Can the Philadelphia 76ers win without Joel Embiid?
Even with that advantage, none of it matters if Embiid can’t go. He is the lifeblood of the Sixers. This season, they outscored opponents by 12.4 points per 100 possessions with him on the court in the regular season and thrashed the Wizards by 33.4 per-100 with him out there in the first round. Without him they tread water, with a net rating of 0.0 in the regular season and plus-0.7 in the playoffs (per Basketball-Reference). He was a Most Valuable Player candidate in every sense of the word.
Everything changes without him. Staying at sea level is an impressive feat given how terrible the Sixers used to be without Embiid, but it’s going to be a lot harder keep that up this round. The Hawks are not doormats; they finished the season winning 27 of their last 38 games, led by Trae Young and a very modern and viable playoff offense. Philly is much easier to pick apart without it’s defensive fulcrum.
Atlanta has a strong foundation on offense: Trae Young, shooters and a lob threat. Young uses excellent awareness, body control, and shooting proficiency from all levels of the court to get basically whatever shot he (or a teammate) wants. And if a defender cheats off his man, an open 3 or lob awaits.
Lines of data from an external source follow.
//! Reservation service.

use chrono::{DateTime, Duration, Utc};
use common::{CallContext, QueryScope, TenantScope};

use crate::aggregate::AggregateRoot;
use crate::error::{InventoryError, Result};
use crate::repository::{ReservationRepository, TransactionRepository};
use crate::transaction::{InventoryTransaction, TransactionType};

use super::{InventoryReservation, NewReservation, ReservationStatus};

/// Service for managing reservations.
///
/// Wraps the load/apply/save cycle for each state transition and writes the
/// matching audit record after the reservation commits.
pub struct ReservationService<R, T> {
    reservations: R,
    transactions: T,
}

impl<R: ReservationRepository, T: TransactionRepository> ReservationService<R, T> {
    pub fn new(reservations: R, transactions: T) -> Self {
        Self {
            reservations,
            transactions,
        }
    }

    pub fn reservations(&self) -> &R {
        &self.reservations
    }

    /// Claims stock for an order.
    #[tracing::instrument(skip(self, ctx, params), fields(sku = %params.sku, order_id = %params.order_id))]
    pub async fn reserve(
        &self,
        ctx: &CallContext,
        params: NewReservation,
    ) -> Result<InventoryReservation> {
        ctx.run(async {
            let mut reservation = InventoryReservation::new(params)?;
            self.reservations.save(&mut reservation).await?;
            self.audit(&reservation, TransactionType::Reserve, -(reservation.quantity() as i64))
                .await;

            tracing::info!(
                reservation_id = reservation.reservation_id(),
                expires_at = %reservation.expires_at(),
                "Reservation created"
            );
            Ok(reservation)
        })
        .await
    }

    #[tracing::instrument(skip(self, ctx))]
    pub async fn stage(
        &self,
        ctx: &CallContext,
        scope: &TenantScope,
        reservation_id: &str,
        actor: &str,
    ) -> Result<InventoryReservation> {
        ctx.run(async {
            let mut reservation = self.load(scope, reservation_id).await?;
            reservation.mark_staged(actor)?;
            self.reservations.save(&mut reservation).await?;
            self.audit(&reservation, TransactionType::Stage, reservation.quantity() as i64)
                .await;
            Ok(reservation)
        })
        .await
    }

    #[tracing::instrument(skip(self, ctx))]
    pub async fn fulfill(
        &self,
        ctx: &CallContext,
        scope: &TenantScope,
        reservation_id: &str,
        actor: &str,
    ) -> Result<InventoryReservation> {
        ctx.run(async {
            let mut reservation = self.load(scope, reservation_id).await?;
            reservation.mark_fulfilled(actor)?;
            self.reservations.save(&mut reservation).await?;
            Ok(reservation)
        })
        .await
    }

    /// Releases the claim.
    #[tracing::instrument(skip(self, ctx))]
    pub async fn cancel(
        &self,
        ctx: &CallContext,
        scope: &TenantScope,
        reservation_id: &str,
        actor: &str,
        reason: &str,
    ) -> Result<InventoryReservation> {
        ctx.run(async {
            let mut reservation = self.load(scope, reservation_id).await?;
            reservation.cancel(actor, reason)?;
            self.reservations.save(&mut reservation).await?;
            self.audit(&reservation, TransactionType::Release, reservation.quantity() as i64)
                .await;

            tracing::info!(reservation_id, reason, "Reservation cancelled");
            Ok(reservation)
        })
        .await
    }

    #[tracing::instrument(skip(self, ctx))]
    pub async fn extend(
        &self,
        ctx: &CallContext,
        scope: &TenantScope,
        reservation_id: &str,
        duration: Duration,
    ) -> Result<InventoryReservation> {
        ctx.run(async {
            let mut reservation = self.load(scope, reservation_id).await?;
            reservation.extend_expiration(duration)?;
            self.reservations.save(&mut reservation).await?;
            Ok(reservation)
        })
        .await
    }

    /// Expires up to `limit` overdue reservations across all tenants.
    ///
    /// Rows changed by someone else since they were read are skipped; the
    /// next sweep picks them up again if they are still overdue. Returns the
    /// number of reservations expired.
    #[tracing::instrument(skip(self, ctx))]
    pub async fn expire_overdue(
        &self,
        ctx: &CallContext,
        as_of: DateTime<Utc>,
        limit: usize,
    ) -> Result<usize> {
        ctx.run(async {
            let overdue = self.reservations.find_expired(as_of, limit).await?;
            let mut expired = 0;
            for mut reservation in overdue {
                if !reservation.mark_expired_at(as_of) {
                    continue;
                }
                match self.reservations.save(&mut reservation).await {
                    Ok(()) => {
                        expired += 1;
                        self.audit(
                            &reservation,
                            TransactionType::Release,
                            reservation.quantity() as i64,
                        )
                        .await;
                    }
                    Err(InventoryError::ConcurrentModification { id, .. }) => {
                        tracing::debug!(reservation_id = %id, "Reservation changed during sweep");
                    }
                    Err(e) => return Err(e),
                }
            }
            Ok(expired)
        })
        .await
    }

    pub async fn get(
        &self,
        ctx: &CallContext,
        scope: &QueryScope,
        reservation_id: &str,
    ) -> Result<InventoryReservation> {
        ctx.run(self.reservations.find_by_id(scope, reservation_id))
            .await
    }

    pub async fn find_by_sku(
        &self,
        ctx: &CallContext,
        scope: &QueryScope,
        sku: &str,
        status: Option<ReservationStatus>,
    ) -> Result<Vec<InventoryReservation>> {
        ctx.run(self.reservations.find_by_sku(scope, sku, status))
            .await
    }

    pub async fn active_count(
        &self,
        ctx: &CallContext,
        scope: &TenantScope,
        sku: &str,
    ) -> Result<u64> {
        ctx.run(self.reservations.get_active_reservation_count_by_sku(scope, sku))
            .await
    }

    async fn load(&self, scope: &TenantScope, reservation_id: &str) -> Result<InventoryReservation> {
        self.reservations
            .find_by_id(&QueryScope::Tenant(scope.clone()), reservation_id)
            .await
    }

    async fn audit(
        &self,
        reservation: &InventoryReservation,
        transaction_type: TransactionType,
        quantity_delta: i64,
    ) {
        let transaction = InventoryTransaction::new(
            reservation.tenancy().clone(),
            transaction_type,
            reservation.sku(),
            reservation.location_id(),
            reservation.reservation_id(),
            quantity_delta,
            reservation.updated_by(),
        );
        if let Err(e) = self.transactions.save(transaction).await {
            tracing::warn!(error = %e, "Failed to write inventory transaction");
        }
    }
}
Ben Simmons is a good panacea against elite offensive players, but just a few small mistakes could put him in foul trouble. And if Embiid isn’t out there patrolling the rim, the Sixers will be forced to switch the screener’s man onto Young, leaving someone worse than Simmons to handle the matchup. Atlanta can consistently get good looks against Philly if Embiid misses a lot of time.
In the big fella’s absence, the Sixers will have to get creative. Radical, even. Doc Rivers will have to put Simmons at the 5, and hope that the offensive boosts in such lineups aren’t brought down by defensive pitfalls. Can you get great offense out of units that include Simmons and Matisse Thybulle? How many minutes can Dwight Howard eat?
No one knows how many games Embiid will play, nor how much of himself he will be for those games. Even if he isn’t 100 percent, he’s still impactful enough to swing this series. However, if he can’t go for the first game or two, the Hawks have a chance to steal one in Philly, have homecourt advantage in a 1-1 tie, and really put the pressure on the No. 1 seed.